Is NRA-backed Donald Trump going anti-gun? Only for “bad people.”
Trump said Monday that he wants to take guns “away from criminals,” and continued to praise the controversial stop-and-frisk policy during the first presidential debate, at Hofstra University.
“We have gangs roaming the street and in many cases they’re illegally here, illegal immigrants, and they have guns and they shoot people,” he told moderator Lester Holt of “NBC News.” “And we have to be strong and we have to be vigilant. Right now our police are afraid to do anything.”
He added: “We have to bring back law and order. Now whether or not in a place like Chicago you do stop-and-frisk, which worked very well, Mayor Giuliani is here, it worked very well in New York. It brought the crime rate very down. But you take the guns away from criminals who shouldn’t be having it.”
Stop-and-frisk is a type of aggressive policing that allows — some say encourages — officers to detain a person on virtually any type of vague suspicion, search that individual without a warrant and arrest the person if any kind of illegal substance or weapon is found. Critics of the program questioned its constitutionality. They also pointed to the fact, documented in several studies, that the policy falls heaviest on black and Latino men.
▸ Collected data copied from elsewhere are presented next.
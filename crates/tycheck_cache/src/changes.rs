//! Change detection against the cached version tokens.

use std::collections::HashMap;
use std::path::PathBuf;

use tycheck_common::VersionToken;

use crate::buildinfo::BuildInfo;

/// Result of comparing the current version tokens against the cache.
///
/// Categorizes files into new (never seen), modified (token changed),
/// deleted (cached but no longer part of the program), and unchanged.
#[derive(Debug, Clone, Default)]
pub struct ChangeSet {
    /// Files that are not present in the cache.
    pub new_files: Vec<PathBuf>,

    /// Files whose version token differs from the cached one.
    pub modified_files: Vec<PathBuf>,

    /// Files present in the cache but not in the current file set.
    pub deleted_files: Vec<PathBuf>,

    /// Files whose version token matches the cache.
    pub unchanged_files: Vec<PathBuf>,
}

impl ChangeSet {
    /// Compares `current` tokens against `info`.
    pub fn detect<T>(current: &HashMap<PathBuf, VersionToken>, info: &BuildInfo<T>) -> Self {
        let mut set = ChangeSet::default();
        for (path, version) in current {
            match info.files.get(path) {
                Some(record) if record.version == *version => {
                    set.unchanged_files.push(path.clone())
                }
                Some(_) => set.modified_files.push(path.clone()),
                None => set.new_files.push(path.clone()),
            }
        }
        set.deleted_files = info
            .files
            .keys()
            .filter(|p| !current.contains_key(*p))
            .cloned()
            .collect();

        set.new_files.sort();
        set.modified_files.sort();
        set.unchanged_files.sort();
        set.deleted_files.sort();
        set
    }

    /// Returns `true` if there are no new, modified, or deleted files.
    pub fn is_empty(&self) -> bool {
        self.new_files.is_empty() && self.modified_files.is_empty() && self.deleted_files.is_empty()
    }

    /// Returns the number of files that need re-analysis (new + modified).
    pub fn dirty_count(&self) -> usize {
        self.new_files.len() + self.modified_files.len()
    }
}
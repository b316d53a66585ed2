//! Shared foundational types used across the tycheck workspace.
//!
//! This crate provides content hashing, the three-tier [`VersionToken`] used
//! to decide whether a file must be re-analysed, and lexical path helpers
//! shared by the overlay, the compiler, and the session.

#![warn(missing_docs)]

pub mod hash;
pub mod path;
pub mod version;

pub use hash::ContentHash;
pub use path::{display_relative, is_within, normalize_path, resolve_against};
pub use version::VersionToken;
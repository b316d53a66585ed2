//! `tycheck serve` — a line-oriented request loop over stdio.
//!
//! Every non-empty stdin line is one edit batch; every batch gets exactly one
//! JSON line on stdout. All requests share one session, so the overlay and
//! the checker's caches carry over from request to request.

use std::io::{BufRead, Write};

use serde::Serialize;
use tycheck_session::SharedSession;

use crate::request::parse_edits;
use crate::GlobalArgs;

/// One response line.
#[derive(Debug, Serialize, PartialEq, Eq)]
pub struct Response {
    /// Whether the batch was checked.
    pub success: bool,
    /// Rendered diagnostics; absent when clean or on failure.
    #[serde(skip_serializing_if = "Option::is_none")]
    pub diagnostics: Option<String>,
    /// Failure description.
    #[serde(skip_serializing_if = "Option::is_none")]
    pub message: Option<String>,
}

impl Response {
    fn failed(message: impl ToString) -> Self {
        Self {
            success: false,
            diagnostics: None,
            message: Some(message.to_string()),
        }
    }
}

/// Runs the `tycheck serve` command until stdin closes.
pub fn run(global: &GlobalArgs) -> Result<i32, Box<dyn std::error::Error>> {
    let session = SharedSession::open(&global.root);
    tracing::info!(root = %global.root.display(), "serving edit batches on stdin");

    let stdin = std::io::stdin();
    let mut stdout = std::io::stdout().lock();
    for line in stdin.lock().lines() {
        let line = line?;
        if line.trim().is_empty() {
            continue;
        }
        let response = handle_line(&session, &line);
        writeln!(stdout, "{}", serde_json::to_string(&response)?)?;
        stdout.flush()?;
    }
    Ok(0)
}

/// Checks one request line.
pub fn handle_line(session: &SharedSession, line: &str) -> Response {
    let edits = match parse_edits(line) {
        Ok(edits) => edits,
        Err(e) => return Response::failed(format!("invalid request: {e}")),
    };
    match session.check(&edits) {
        Ok(report) => Response {
            success: true,
            diagnostics: report.diagnostics,
            message: None,
        },
        Err(e) => {
            tracing::warn!(error = %e, "check failed");
            Response::failed(e)
        }
    }
}
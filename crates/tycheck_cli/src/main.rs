//! tycheck CLI — incremental TypeScript checking over a virtual edit overlay.
//!
//! Provides `tycheck check` for a single edit batch and `tycheck serve` for a
//! long-lived session fed edit batches line by line on stdin.

#![warn(missing_docs)]

mod check;
mod request;
mod serve;

use std::path::PathBuf;
use std::process;

use clap::{Parser, Subcommand, ValueEnum};
use tracing_subscriber::EnvFilter;

/// tycheck — check a TypeScript project as seen through pending edits.
#[derive(Parser, Debug)]
#[command(name = "tycheck", version, about = "Incremental TypeScript overlay checker")]
pub struct Cli {
    /// Suppress all output except errors.
    #[arg(short, long, global = true)]
    pub quiet: bool,

    /// Enable verbose (debug-level) output.
    #[arg(short, long, global = true)]
    pub verbose: bool,

    /// Project root (defaults to the current directory).
    #[arg(long, global = true)]
    pub root: Option<PathBuf>,

    /// The subcommand to run.
    #[command(subcommand)]
    pub command: Command,
}

/// Available CLI commands.
#[derive(Subcommand, Debug)]
pub enum Command {
    /// Apply one edit batch and print the diagnostics.
    Check(CheckArgs),
    /// Read edit batches from stdin, one JSON document per line.
    Serve,
}

/// Arguments for the `tycheck check` subcommand.
#[derive(Parser, Debug)]
pub struct CheckArgs {
    /// JSON edit batch to apply (`-` reads stdin). Defaults to
    /// `overrides.json` in the project root when present.
    #[arg(short, long)]
    pub edits: Option<String>,

    /// Output format for the report.
    #[arg(short, long, value_enum, default_value_t = ReportFormat::Text)]
    pub format: ReportFormat,
}

/// Report output format.
#[derive(Clone, Copy, Debug, PartialEq, Eq, ValueEnum)]
pub enum ReportFormat {
    /// The rendered diagnostics as plain text.
    Text,
    /// `{"diagnostics": "..."}`, or `{}` when clean.
    Json,
}

/// Global settings derived from CLI flags.
pub struct GlobalArgs {
    /// Whether to suppress non-error output.
    pub quiet: bool,
    /// Absolute project root.
    pub root: PathBuf,
}

fn main() {
    let cli = Cli::parse();
    init_tracing(cli.quiet, cli.verbose);

    let result = resolve_root(cli.root).and_then(|root| {
        let global = GlobalArgs {
            quiet: cli.quiet,
            root,
        };
        match cli.command {
            Command::Check(ref args) => check::run(args, &global),
            Command::Serve => serve::run(&global),
        }
    });

    match result {
        Ok(code) => process::exit(code),
        Err(e) => {
            eprintln!("error: {e}");
            process::exit(2);
        }
    }
}

/// Logs go to stderr; `RUST_LOG` overrides the level chosen by the flags.
fn init_tracing(quiet: bool, verbose: bool) {
    let level = if quiet {
        "error"
    } else if verbose {
        "debug"
    } else {
        "warn"
    };
    let filter = EnvFilter::try_from_default_env().unwrap_or_else(|_| EnvFilter::new(level));
    let _ = tracing_subscriber::fmt()
        .with_env_filter(filter)
        .with_writer(std::io::stderr)
        .try_init();
}

fn resolve_root(root: Option<PathBuf>) -> Result<PathBuf, Box<dyn std::error::Error>> {
    let root = match root {
        Some(root) => root,
        None => std::env::current_dir()?,
    };
    std::fs::canonicalize(&root)
        .map_err(|e| format!("cannot open project root {}: {e}", root.display()).into())
}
Holt said to Trump: “Stop and frisk was ruled unconstitutional in New York because it largely singled out black and Hispanic men.”
“No, you’re wrong,” Trump responded. “It went before a judge who was a very against-police judge. It was taken away from her and our mayor, our new mayor, refused to go forward with the case. It would have won an appeal.”
“The argument is that it’s a form racial profiling,” Holt said.
“The argument is that we have to take the guns away from these people that have them and that are bad people that shouldn’t have them. These are felons, these are people that are bad people,” Trump said.